Stored data entries
------------------------------------------------------------

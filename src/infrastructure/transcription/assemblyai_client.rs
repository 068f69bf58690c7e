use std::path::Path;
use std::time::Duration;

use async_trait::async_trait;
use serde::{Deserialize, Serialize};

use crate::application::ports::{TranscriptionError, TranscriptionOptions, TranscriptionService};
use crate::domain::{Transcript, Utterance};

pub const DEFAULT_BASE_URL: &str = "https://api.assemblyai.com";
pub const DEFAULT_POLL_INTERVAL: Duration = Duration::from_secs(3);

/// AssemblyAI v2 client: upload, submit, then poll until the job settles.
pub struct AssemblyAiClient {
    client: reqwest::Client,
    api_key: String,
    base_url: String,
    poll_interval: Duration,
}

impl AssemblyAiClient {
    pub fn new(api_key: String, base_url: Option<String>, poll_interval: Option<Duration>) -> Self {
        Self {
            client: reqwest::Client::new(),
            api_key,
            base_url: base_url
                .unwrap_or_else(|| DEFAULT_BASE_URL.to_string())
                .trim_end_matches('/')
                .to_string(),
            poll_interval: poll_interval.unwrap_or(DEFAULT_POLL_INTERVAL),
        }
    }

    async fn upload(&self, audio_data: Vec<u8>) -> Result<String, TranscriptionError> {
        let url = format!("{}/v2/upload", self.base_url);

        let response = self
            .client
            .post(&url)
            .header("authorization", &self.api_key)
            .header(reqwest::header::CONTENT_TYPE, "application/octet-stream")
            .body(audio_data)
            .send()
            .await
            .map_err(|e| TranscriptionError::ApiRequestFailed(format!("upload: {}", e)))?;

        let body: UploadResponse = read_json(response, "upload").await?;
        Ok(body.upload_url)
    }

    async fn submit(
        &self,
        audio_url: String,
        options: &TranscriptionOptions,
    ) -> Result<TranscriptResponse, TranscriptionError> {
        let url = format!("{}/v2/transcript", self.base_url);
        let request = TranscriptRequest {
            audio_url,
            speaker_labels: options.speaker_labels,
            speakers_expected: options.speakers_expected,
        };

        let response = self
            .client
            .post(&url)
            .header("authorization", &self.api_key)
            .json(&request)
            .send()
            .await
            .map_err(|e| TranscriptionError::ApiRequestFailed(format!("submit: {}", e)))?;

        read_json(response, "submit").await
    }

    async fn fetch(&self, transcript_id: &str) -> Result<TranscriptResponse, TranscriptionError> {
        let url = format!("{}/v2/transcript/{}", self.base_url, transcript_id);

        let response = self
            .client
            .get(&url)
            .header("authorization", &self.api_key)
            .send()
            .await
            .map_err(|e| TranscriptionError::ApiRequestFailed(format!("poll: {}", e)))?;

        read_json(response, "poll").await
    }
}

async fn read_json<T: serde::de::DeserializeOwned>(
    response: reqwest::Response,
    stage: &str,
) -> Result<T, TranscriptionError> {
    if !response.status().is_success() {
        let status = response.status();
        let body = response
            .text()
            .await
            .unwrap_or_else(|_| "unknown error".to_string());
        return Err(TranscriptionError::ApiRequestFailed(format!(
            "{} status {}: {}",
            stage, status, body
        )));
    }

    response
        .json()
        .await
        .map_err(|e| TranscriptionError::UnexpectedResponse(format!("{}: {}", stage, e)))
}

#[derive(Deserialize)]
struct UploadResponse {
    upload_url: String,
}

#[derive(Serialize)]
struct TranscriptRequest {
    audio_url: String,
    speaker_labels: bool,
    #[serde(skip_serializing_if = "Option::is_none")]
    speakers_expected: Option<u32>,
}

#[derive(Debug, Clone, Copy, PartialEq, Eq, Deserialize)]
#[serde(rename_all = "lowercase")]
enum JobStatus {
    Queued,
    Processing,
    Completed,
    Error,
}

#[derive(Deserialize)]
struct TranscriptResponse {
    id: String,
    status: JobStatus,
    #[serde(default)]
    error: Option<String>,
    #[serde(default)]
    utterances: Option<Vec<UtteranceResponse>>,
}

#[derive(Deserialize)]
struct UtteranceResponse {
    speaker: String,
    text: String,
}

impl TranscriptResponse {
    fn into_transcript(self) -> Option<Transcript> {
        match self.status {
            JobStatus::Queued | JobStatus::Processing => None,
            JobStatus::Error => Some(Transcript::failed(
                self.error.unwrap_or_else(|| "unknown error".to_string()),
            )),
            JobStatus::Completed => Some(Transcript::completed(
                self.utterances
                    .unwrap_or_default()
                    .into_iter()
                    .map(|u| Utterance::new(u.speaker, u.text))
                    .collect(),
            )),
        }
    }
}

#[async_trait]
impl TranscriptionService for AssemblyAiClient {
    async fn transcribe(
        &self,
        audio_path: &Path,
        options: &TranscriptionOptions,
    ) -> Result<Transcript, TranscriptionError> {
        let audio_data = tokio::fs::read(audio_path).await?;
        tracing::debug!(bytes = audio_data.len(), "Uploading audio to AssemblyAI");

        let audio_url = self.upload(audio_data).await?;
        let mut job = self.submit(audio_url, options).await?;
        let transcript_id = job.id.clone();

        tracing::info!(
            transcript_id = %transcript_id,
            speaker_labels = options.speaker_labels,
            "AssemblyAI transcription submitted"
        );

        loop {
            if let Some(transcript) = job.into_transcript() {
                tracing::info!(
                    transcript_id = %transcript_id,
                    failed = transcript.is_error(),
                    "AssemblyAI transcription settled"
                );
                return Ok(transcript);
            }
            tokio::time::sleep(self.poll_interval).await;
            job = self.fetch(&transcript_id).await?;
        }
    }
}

------------------------------------------------------------

Print every record above exactly as it stands.

filename src/infrastructure/transcription/assemblyai_client.rs
repository 068f69bf58690c7e
use std::path::Path;
use std::time::Duration;

use async_trait::async_trait;
use serde::{Deserialize, Serialize};

use crate::application::ports::{TranscriptionError, TranscriptionOptions, TranscriptionService};
use crate::domain::{Transcript, Utterance};

pub const DEFAULT_BASE_URL: &str = "https://api.assemblyai.com";
pub const DEFAULT_POLL_INTERVAL: Duration = Duration::from_secs(3);

/// AssemblyAI v2 client: upload, submit, then poll until the job settles.
pub struct AssemblyAiClient {
    client: reqwest::Client,
    api_key: String,
    base_url: String,
    poll_interval: Duration,
}

impl AssemblyAiClient {
    pub fn new(api_key: String, base_url: Option<String>, poll_interval: Option<Duration>) -> Self {
        Self {
            client: reqwest::Client::new(),
            api_key,
            base_url: base_url
                .unwrap_or_else(|| DEFAULT_BASE_URL.to_string())
                .trim_end_matches('/')
                .to_string(),
            poll_interval: poll_interval.unwrap_or(DEFAULT_POLL_INTERVAL),
        }
    }

    async fn upload(&self, audio_data: Vec<u8>) -> Result<String, TranscriptionError> {
        let url = format!("{}/v2/upload", self.base_url);

        let response = self
            .client
            .post(&url)
            .header("authorization", &self.api_key)
            .header(reqwest::header::CONTENT_TYPE, "application/octet-stream")
            .body(audio_data)
            .send()
            .await
            .map_err(|e| TranscriptionError::ApiRequestFailed(format!("upload: {}", e)))?;

        let body: UploadResponse = read_json(response, "upload").await?;
        Ok(body.upload_url)
    }

    async fn submit(
        &self,
        audio_url: String,
        options: &TranscriptionOptions,
    ) -> Result<TranscriptResponse, TranscriptionError> {
        let url = format!("{}/v2/transcript", self.base_url);
        let request = TranscriptRequest {
            audio_url,
            speaker_labels: options.speaker_labels,
            speakers_expected: options.speakers_expected,
        };

        let response = self
            .client
            .post(&url)
            .header("authorization", &self.api_key)
            .json(&request)
            .send()
            .await
            .map_err(|e| TranscriptionError::ApiRequestFailed(format!("submit: {}", e)))?;

        read_json(response, "submit").await
    }

    async fn fetch(&self, transcript_id: &str) -> Result<TranscriptResponse, TranscriptionError> {
        let url = format!("{}/v2/transcript/{}", self.base_url, transcript_id);

        let response = self
            .client
            .get(&url)
            .header("authorization", &self.api_key)
            .send()
            .await
            .map_err(|e| TranscriptionError::ApiRequestFailed(format!("poll: {}", e)))?;

        read_json(response, "poll").await
    }
}

async fn read_json<T: serde::de::DeserializeOwned>(
    response: reqwest::Response,
    stage: &str,
) -> Result<T, TranscriptionError> {
    if !response.status().is_success() {
        let status = response.status();
        let body = response
            .text()
            .await
            .unwrap_or_else(|_| "unknown error".to_string());
        return Err(TranscriptionError::ApiRequestFailed(format!(
            "{} status {}: {}",
            stage, status, body
        )));
    }

    response
        .json()
        .await
        .map_err(|e| TranscriptionError::UnexpectedResponse(format!("{}: {}", stage, e)))
}

#[derive(Deserialize)]
struct UploadResponse {
    upload_url: String,
}

#[derive(Serialize)]
struct TranscriptRequest {
    audio_url: String,
    speaker_labels: bool,
    #[serde(skip_serializing_if = "Option::is_none")]
    speakers_expected: Option<u32>,
}

#[derive(Debug, Clone, Copy, PartialEq, Eq, Deserialize)]
#[serde(rename_all = "lowercase")]
enum JobStatus {
    Queued,
    Processing,
    Completed,
    Error,
}

#[derive(Deserialize)]
struct TranscriptResponse {
    id: String,
    status: JobStatus,
    #[serde(default)]
    error: Option<String>,
    #[serde(default)]
    utterances: Option<Vec<UtteranceResponse>>,
}

#[derive(Deserialize)]
struct UtteranceResponse {
    speaker: String,
    text: String,
}

impl TranscriptResponse {
    fn into_transcript(self) -> Option<Transcript> {
        match self.status {
            JobStatus::Queued | JobStatus::Processing => None,
            JobStatus::Error => Some(Transcript::failed(
                self.error.unwrap_or_else(|| "unknown error".to_string()),
            )),
            JobStatus::Completed => Some(Transcript::completed(
                self.utterances
                    .unwrap_or_default()
                    .into_iter()
                    .map(|u| Utterance::new(u.speaker, u.text))
                    .collect(),
            )),
        }
    }
}

#[async_trait]
impl TranscriptionService for AssemblyAiClient {
    async fn transcribe(
        &self,
        audio_path: &Path,
        options: &TranscriptionOptions,
    ) -> Result<Transcript, TranscriptionError> {
        let audio_data = tokio::fs::read(audio_path).await?;
        tracing::debug!(bytes = audio_data.len(), "Uploading audio to AssemblyAI");

        let audio_url = self.upload(audio_data).await?;
        let mut job = self.submit(audio_url, options).await?;
        let transcript_id = job.id.clone();

        tracing::info!(
            transcript_id = %transcript_id,
            speaker_labels = options.speaker_labels,
            "AssemblyAI transcription submitted"
        );

        loop {
            if let Some(transcript) = job.into_transcript() {
                tracing::info!(
                    transcript_id = %transcript_id,
                    failed = transcript.is_error(),
                    "AssemblyAI transcription settled"
                );
                return Ok(transcript);
            }
            tokio::time::sleep(self.poll_interval).await;
            job = self.fetch(&transcript_id).await?;
        }
    }
}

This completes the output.